Yiğit Emre Çeltik

Personal information
- Date of birth: 7 April 2003 (age 22)
- Place of birth: İzmir, Turkey
- Height: 1.65 m (5 ft 5 in)
- Position: Midfielder

Team information
- Current team: Kayserispor
- Number: 21

Youth career
- 2013–2015: Bucaspor
- 2015–2020: Altınordu

Senior career*
- Years: Team / Apps / (Gls)
- 2020–2021: Altınordu / 9 / (0)
- 2021–2022: Fortuna Sittard / 0 / (0)
- 2022: → Podbeskidzie (loan) / 13 / (1)
- 2022–2023: Podbeskidzie / 22 / (1)
- 2023–: Kayserispor / 2 / (0)
- 2024–2025: → Arnavutköy Belediyespor (loan) / 18 / (2)

International career^{‡}
- 2017–2018: Turkey U15 / 7 / (3)
- 2018–2019: Turkey U16 / 10 / (0)
- 2018–2020: Turkey U17 / 13 / (0)
- 2021–2022: Turkey U19 / 11 / (3)

= Yiğit Emre Çeltik =

Turkish footballer

Yiğit Emre Çeltik (born 7 April 2003) is a Turkish professional footballer who plays as a midfielder for Süper Lig club Kayserispor.

==Career==
A youth product of Bucaspor and Altınordu, Çeltik began his senior career with Altınordu in the TFF First League. He transferred to the Dutch club Fortuna Sittard on 27 July 2021. He made his professional debut with Fortuna Sittard in a 3–0 KNVB Cup win over TOP Oss on 27 October 2021.

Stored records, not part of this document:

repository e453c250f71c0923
mod request;
mod response;

pub use request::*;
pub use response::*;
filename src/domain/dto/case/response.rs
use serde::{Deserialize, Serialize};

use crate::domain::models::{Locale, TransformFamily, TransformKey};

/// 케이스 변환 응답 DTO
#[derive(Debug, Clone, Serialize, Deserialize)]
pub struct CaseResponse {
    pub output: String,
    pub transform: TransformKey,
    pub preserve: bool,
}

/// 변환 목록의 한 항목
#[derive(Debug, Clone, Serialize, Deserialize)]
pub struct TransformInfo {
    pub key: TransformKey,
    pub family: TransformFamily,
    pub label: String,
}

#[derive(Debug, Clone, Serialize, Deserialize)]
pub struct TransformListResponse {
    pub locale: Locale,
    pub transforms: Vec<TransformInfo>,
}
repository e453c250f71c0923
//! 서명 서비스
//!
//! 요청의 테마/로케일을 해석하고, HTML 생성과 폼 검증을 한 번에 수행합니다.
//! 검증 실패는 에러가 아니라 응답의 `valid`/`errors` 필드로 전달됩니다.

use crate::config::RenderConfig;
use crate::core::errors::AppResult;
use crate::domain::dto::{
    parse_or_default, SignatureRequest, SignatureResponse, ValidateSignatureRequest,
};
use crate::domain::models::{ContactRecord, Locale, Theme};
use crate::services::validation::{validate_contact, ValidationReport};

use super::{build_signature_html, SignatureOptions};

pub struct SignatureService;

static SIGNATURE_SERVICE: SignatureService = SignatureService;

impl SignatureService {
    pub fn instance() -> &'static Self {
        &SIGNATURE_SERVICE
    }

    /// 서명 HTML을 만들고 폼 검증 결과를 함께 반환합니다
    ///
    /// # Errors
    ///
    /// * `AppError::ValidationError` - 알 수 없는 테마 또는 로케일
    pub fn render(&self, request: SignatureRequest) -> AppResult<SignatureResponse> {
        let theme: Theme = parse_or_default(request.theme.as_deref(), RenderConfig::default_theme)?;
        let locale: Locale =
            parse_or_default(request.locale.as_deref(), RenderConfig::default_locale)?;

        let html = build_signature_html(&request.record, &SignatureOptions::with_theme(theme));
        let validation = validate_contact(&request.record, locale);

        log::debug!(
            "✉️ 서명 생성: theme={}, {} bytes, 검증 오류 필드 {}개",
            theme.as_str(),
            html.len(),
            validation.errors.len()
        );

        Ok(SignatureResponse {
            html,
            theme,
            validation,
        })
    }

    /// HTML 없이 폼 검증만 수행합니다
    pub fn validate(&self, request: ValidateSignatureRequest) -> AppResult<ValidationReport> {
        let locale: Locale =
            parse_or_default(request.locale.as_deref(), RenderConfig::default_locale)?;

        Ok(validate_contact(&request.record, locale))
    }

    pub fn sample_record(&self) -> ContactRecord {
        ContactRecord::sample()
    }
}
//! 케이스/포맷 변환 키
//!
//! 12가지 변환은 두 계열로 나뉩니다.
//!
//! | 계열 | 변환 | `preserve` 플래그 |
//! |------|------|-------------------|
//! | 케이스 보존 | upper, lower, title, sentence, toggle, alternating | 적용 |
//! | 구분자 | camel, pascal, snake, kebab, dot, space | 무시 |

use serde::{Deserialize, Serialize};
use std::str::FromStr;

#[derive(Debug, Clone, Copy, PartialEq, Eq, Hash, Serialize, Deserialize)]
#[serde(rename_all = "lowercase")]
pub enum TransformKey {
    Upper,
    Lower,
    Title,
    Sentence,
    Toggle,
    Alternating,
    Camel,
    Pascal,
    Snake,
    Kebab,
    Dot,
    Space,
}

#[derive(Debug, Clone, Copy, PartialEq, Eq, Serialize, Deserialize)]
#[serde(rename_all = "snake_case")]
pub enum TransformFamily {
    CasePreserving,
    Delimiter,
}

impl TransformKey {
    /// UI 노출 순서
    pub const ALL: [TransformKey; 12] = [
        TransformKey::Upper,
        TransformKey::Lower,
        TransformKey::Title,
        TransformKey::Sentence,
        TransformKey::Toggle,
        TransformKey::Alternating,
        TransformKey::Camel,
        TransformKey::Pascal,
        TransformKey::Snake,
        TransformKey::Kebab,
        TransformKey::Dot,
        TransformKey::Space,
    ];

    pub fn as_str(&self) -> &'static str {
        match self {
            TransformKey::Upper => "upper",
            TransformKey::Lower => "lower",
            TransformKey::Title => "title",
            TransformKey::Sentence => "sentence",
            TransformKey::Toggle => "toggle",
            TransformKey::Alternating => "alternating",
            TransformKey::Camel => "camel",
            TransformKey::Pascal => "pascal",
            TransformKey::Snake => "snake",
            TransformKey::Kebab => "kebab",
            TransformKey::Dot => "dot",
            TransformKey::Space => "space",
        }
    }

    pub fn family(&self) -> TransformFamily {
        match self {
            TransformKey::Upper
            | TransformKey::Lower
            | TransformKey::Title
            | TransformKey::Sentence
            | TransformKey::Toggle
            | TransformKey::Alternating => TransformFamily::CasePreserving,
            TransformKey::Camel
            | TransformKey::Pascal
            | TransformKey::Snake
            | TransformKey::Kebab
            | TransformKey::Dot
            | TransformKey::Space => TransformFamily::Delimiter,
        }
    }
}

impl FromStr for TransformKey {
    type Err = String;

    fn from_str(s: &str) -> Result<Self, Self::Err> {
        let key = s.trim().to_lowercase();
        TransformKey::ALL
            .into_iter()
            .find(|candidate| candidate.as_str() == key)
            .ok_or_else(|| format!("Unsupported transform: {}", s))
    }
}

#[cfg(test)]
mod tests {
    use super::*;

    #[test]
    fn test_transform_key_roundtrip() {
        for key in TransformKey::ALL {
            assert_eq!(key.as_str().parse::<TransformKey>().unwrap(), key);
        }
        assert_eq!("KEBAB".parse::<TransformKey>().unwrap(), TransformKey::Kebab);
        assert!("shout".parse::<TransformKey>().is_err());
    }

    #[test]
    fn test_transform_families() {
        let delimiters: Vec<_> = TransformKey::ALL
            .into_iter()
            .filter(|key| key.family() == TransformFamily::Delimiter)
            .collect();

        assert_eq!(delimiters.len(), 6);
        assert_eq!(TransformKey::Alternating.family(), TransformFamily::CasePreserving);
        assert_eq!(TransformKey::Space.family(), TransformFamily::Delimiter);
    }

    #[test]
    fn test_transform_key_serde() {
        let key: TransformKey = serde_json::from_str("\"pascal\"").unwrap();
        assert_eq!(key, TransformKey::Pascal);
        assert_eq!(
            serde_json::to_string(&TransformFamily::CasePreserving).unwrap(),
            "\"case_preserving\""
        );
    }
}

On 12 February 2022, Çeltik joined Polish I liga side Podbeskidzie Bielsko-Biała on loan until the end of the season, with both an extension and a purchase option. On 8 July 2022, he joined the team on a permanent basis, signing a four-year contract. He left the club by mutual consent on 28 July 2023.

==International career==
Çeltik is a youth product of the Turkey U15s, U16s, U17s, and U19s.